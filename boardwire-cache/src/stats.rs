//! Cache statistics snapshot.

use serde::Serialize;

/// Point-in-time statistics of one [`crate::ResponseCache`].
///
/// Counters are monotonic for the life of the cache; `entry_count` and
/// `pending` reflect the moment the snapshot was taken.
#[derive(Debug, Clone, Default, PartialEq, Eq, Serialize)]
pub struct CacheStats {
    /// Resource collection the cache belongs to (e.g. `cards`).
    pub collection: String,
    /// Instance id the cache belongs to.
    pub instance: String,
    /// Reads served from a live entry or by joining an in-flight fetch.
    pub hits: u64,
    /// Reads that started a new upstream fetch.
    pub misses: u64,
    /// Number of live (unexpired) entries at snapshot time.
    pub entry_count: u64,
    /// Number of fetches currently in flight.
    pub pending: u64,
    /// Entries dropped because the cache was at capacity.
    pub evictions: u64,
    /// Fetch results not stored because their key was invalidated in flight.
    pub discarded_writes: u64,
    /// Maximum number of entries.
    pub capacity: u64,
}

impl CacheStats {
    /// Calculate the hit rate (0.0 to 1.0).
    pub fn hit_rate(&self) -> f64 {
        let total = self.hits + self.misses;
        if total == 0 {
            0.0
        } else {
            self.hits as f64 / total as f64
        }
    }
}
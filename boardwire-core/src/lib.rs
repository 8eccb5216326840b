//! boardwire core types
//!
//! Shared by every boardwire crate:
//! - the error taxonomy ([`ConfigError`], [`ClientError`])
//! - the immutable [`InstanceConfig`] of one backend account
//! - the [`Transport`] and [`Connector`] seams that keep HTTP out of the
//!   resource modules
//! - the [`EnvSource`] abstraction used for configuration and tokens
//! - resource models and write payloads

pub mod env;
pub mod error;
pub mod instance;
pub mod model;
pub mod transport;

pub use env::{EnvSource, MapEnv, ProcessEnv};
pub use error::{ClientError, ClientResult, ConfigError};
pub use instance::InstanceConfig;
pub use model::*;
pub use transport::{ApiRequest, Connector, Method, Transport};
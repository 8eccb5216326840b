//! Resource representations and write payloads.
//!
//! Field names follow the remote API (snake_case). Reads are lenient: any
//! field the remote omits falls back to its default. Write payloads skip
//! unset fields so they serialize as true partial updates.

use serde::{Deserialize, Serialize};

pub type WorkspaceId = i64;
pub type BoardId = i64;
pub type CardId = i64;
pub type UserId = i64;

// ============================================================================
// WORKSPACES
// ============================================================================

#[derive(Debug, Clone, PartialEq, Eq, Serialize, Deserialize)]
pub struct Workspace {
    pub workspace_id: WorkspaceId,
    pub name: String,
    #[serde(default)]
    pub is_archived: bool,
}

#[derive(Debug, Clone, Default, PartialEq, Eq, Serialize)]
pub struct NewWorkspace {
    pub name: String,
}

#[derive(Debug, Clone, Default, PartialEq, Eq, Serialize)]
pub struct WorkspaceUpdate {
    #[serde(skip_serializing_if = "Option::is_none")]
    pub name: Option<String>,
    #[serde(skip_serializing_if = "Option::is_none")]
    pub is_archived: Option<bool>,
}

// ============================================================================
// BOARDS
// ============================================================================

#[derive(Debug, Clone, PartialEq, Eq, Serialize, Deserialize)]
pub struct Board {
    pub board_id: BoardId,
    pub workspace_id: WorkspaceId,
    pub name: String,
    #[serde(default)]
    pub description: Option<String>,
    #[serde(default)]
    pub is_archived: bool,
}

#[derive(Debug, Clone, Default, PartialEq, Eq, Serialize)]
pub struct NewBoard {
    pub workspace_id: WorkspaceId,
    pub name: String,
    #[serde(skip_serializing_if = "Option::is_none")]
    pub description: Option<String>,
}

#[derive(Debug, Clone, Default, PartialEq, Eq, Serialize)]
pub struct BoardUpdate {
    #[serde(skip_serializing_if = "Option::is_none")]
    pub name: Option<String>,
    #[serde(skip_serializing_if = "Option::is_none")]
    pub description: Option<String>,
    #[serde(skip_serializing_if = "Option::is_none")]
    pub is_archived: Option<bool>,
}

/// Filter for listing boards.
#[derive(Debug, Clone, Default, PartialEq, Eq)]
pub struct BoardFilter {
    pub workspace_id: Option<WorkspaceId>,
    pub include_archived: bool,
}

impl BoardFilter {
    /// Stable cache scope for this filter.
    pub fn cache_scope(&self) -> String {
        let workspace = self
            .workspace_id
            .map(|id| id.to_string())
            .unwrap_or_else(|| "all".to_string());
        if self.include_archived {
            format!("{workspace}:archived")
        } else {
            workspace
        }
    }
}

#[derive(Debug, Clone, PartialEq, Eq, Serialize, Deserialize)]
pub struct Workflow {
    pub workflow_id: i64,
    pub name: String,
}

#[derive(Debug, Clone, PartialEq, Eq, Serialize, Deserialize)]
pub struct Column {
    pub column_id: i64,
    pub workflow_id: i64,
    pub name: String,
    #[serde(default)]
    pub parent_column_id: Option<i64>,
    #[serde(default)]
    pub position: i32,
}

#[derive(Debug, Clone, PartialEq, Eq, Serialize, Deserialize)]
pub struct Lane {
    pub lane_id: i64,
    pub workflow_id: i64,
    pub name: String,
    #[serde(default)]
    pub position: i32,
}

/// Workflows, columns and lanes of one board.
#[derive(Debug, Clone, Default, PartialEq, Eq, Serialize, Deserialize)]
pub struct BoardStructure {
    #[serde(default)]
    pub workflows: Vec<Workflow>,
    #[serde(default)]
    pub columns: Vec<Column>,
    #[serde(default)]
    pub lanes: Vec<Lane>,
}

// ============================================================================
// CARDS
// ============================================================================

/// Kind of relationship between two cards.
#[derive(Debug, Clone, Copy, PartialEq, Eq, Hash, Serialize, Deserialize)]
#[serde(rename_all = "snake_case")]
pub enum LinkType {
    Parent,
    Child,
    Relative,
    Predecessor,
    Successor,
}

/// A relationship from one card to another.
#[derive(Debug, Clone, PartialEq, Eq, Hash, Serialize, Deserialize)]
pub struct CardLink {
    pub card_id: CardId,
    pub link_type: LinkType,
}

impl CardLink {
    pub fn new(card_id: CardId, link_type: LinkType) -> Self {
        Self { card_id, link_type }
    }
}

#[derive(Debug, Clone, PartialEq, Eq, Serialize, Deserialize)]
pub struct Card {
    pub card_id: CardId,
    pub board_id: BoardId,
    pub column_id: i64,
    pub lane_id: i64,
    #[serde(default)]
    pub position: i32,
    pub title: String,
    #[serde(default)]
    pub description: Option<String>,
    #[serde(default)]
    pub owner_user_id: Option<UserId>,
    #[serde(default)]
    pub priority: Option<i32>,
    #[serde(default)]
    pub deadline: Option<String>,
    /// Relationship field. The remote replaces it wholesale on any partial
    /// update that omits it.
    #[serde(default)]
    pub linked_cards: Vec<CardLink>,
}

#[derive(Debug, Clone, Default, PartialEq, Eq, Serialize)]
pub struct NewCard {
    pub board_id: BoardId,
    pub column_id: i64,
    pub lane_id: i64,
    pub title: String,
    #[serde(skip_serializing_if = "Option::is_none")]
    pub description: Option<String>,
    #[serde(skip_serializing_if = "Option::is_none")]
    pub position: Option<i32>,
    #[serde(skip_serializing_if = "Vec::is_empty")]
    pub linked_cards: Vec<CardLink>,
}

/// Partial update of a card.
///
/// `linked_cards: None` means "keep whatever the card has"; `Some(vec![])`
/// explicitly clears every link.
#[derive(Debug, Clone, Default, PartialEq, Eq, Serialize)]
pub struct CardUpdate {
    #[serde(skip_serializing_if = "Option::is_none")]
    pub title: Option<String>,
    #[serde(skip_serializing_if = "Option::is_none")]
    pub description: Option<String>,
    #[serde(skip_serializing_if = "Option::is_none")]
    pub owner_user_id: Option<UserId>,
    #[serde(skip_serializing_if = "Option::is_none")]
    pub priority: Option<i32>,
    #[serde(skip_serializing_if = "Option::is_none")]
    pub deadline: Option<String>,
    #[serde(skip_serializing_if = "Option::is_none")]
    pub column_id: Option<i64>,
    #[serde(skip_serializing_if = "Option::is_none")]
    pub lane_id: Option<i64>,
    #[serde(skip_serializing_if = "Option::is_none")]
    pub position: Option<i32>,
    #[serde(skip_serializing_if = "Option::is_none")]
    pub linked_cards: Option<Vec<CardLink>>,
}

/// Move of a card to another column and/or lane.
#[derive(Debug, Clone, Default, PartialEq, Eq)]
pub struct CardMove {
    pub column_id: i64,
    pub lane_id: Option<i64>,
    pub position: Option<i32>,
}

impl CardMove {
    /// A move is a partial update of the positional fields only.
    pub fn into_update(self) -> CardUpdate {
        CardUpdate {
            column_id: Some(self.column_id),
            lane_id: self.lane_id,
            position: self.position,
            ..CardUpdate::default()
        }
    }
}

/// Filter for listing cards.
#[derive(Debug, Clone, Default, PartialEq, Eq)]
pub struct CardFilter {
    pub board_id: Option<BoardId>,
    pub column_id: Option<i64>,
    pub lane_id: Option<i64>,
}

impl CardFilter {
    pub fn for_board(board_id: BoardId) -> Self {
        Self {
            board_id: Some(board_id),
            ..Self::default()
        }
    }

    /// Stable cache scope for this filter.
    pub fn cache_scope(&self) -> String {
        fn part(id: Option<i64>) -> String {
            id.map(|id| id.to_string()).unwrap_or_else(|| "*".to_string())
        }
        format!(
            "board={}&column={}&lane={}",
            part(self.board_id),
            part(self.column_id),
            part(self.lane_id)
        )
    }
}

// ============================================================================
// USERS
// ============================================================================

#[derive(Debug, Clone, PartialEq, Eq, Serialize, Deserialize)]
pub struct User {
    pub user_id: UserId,
    #[serde(default)]
    pub email: Option<String>,
    #[serde(default)]
    pub username: Option<String>,
    #[serde(default)]
    pub realname: Option<String>,
    #[serde(default = "default_enabled")]
    pub is_enabled: bool,
}

fn default_enabled() -> bool {
    true
}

**EXERCISE GOAL:** Search term "keep": count the lines of the listing in which it appears, and give the number with nothing further.

**REPLY TO THE TASK:** 2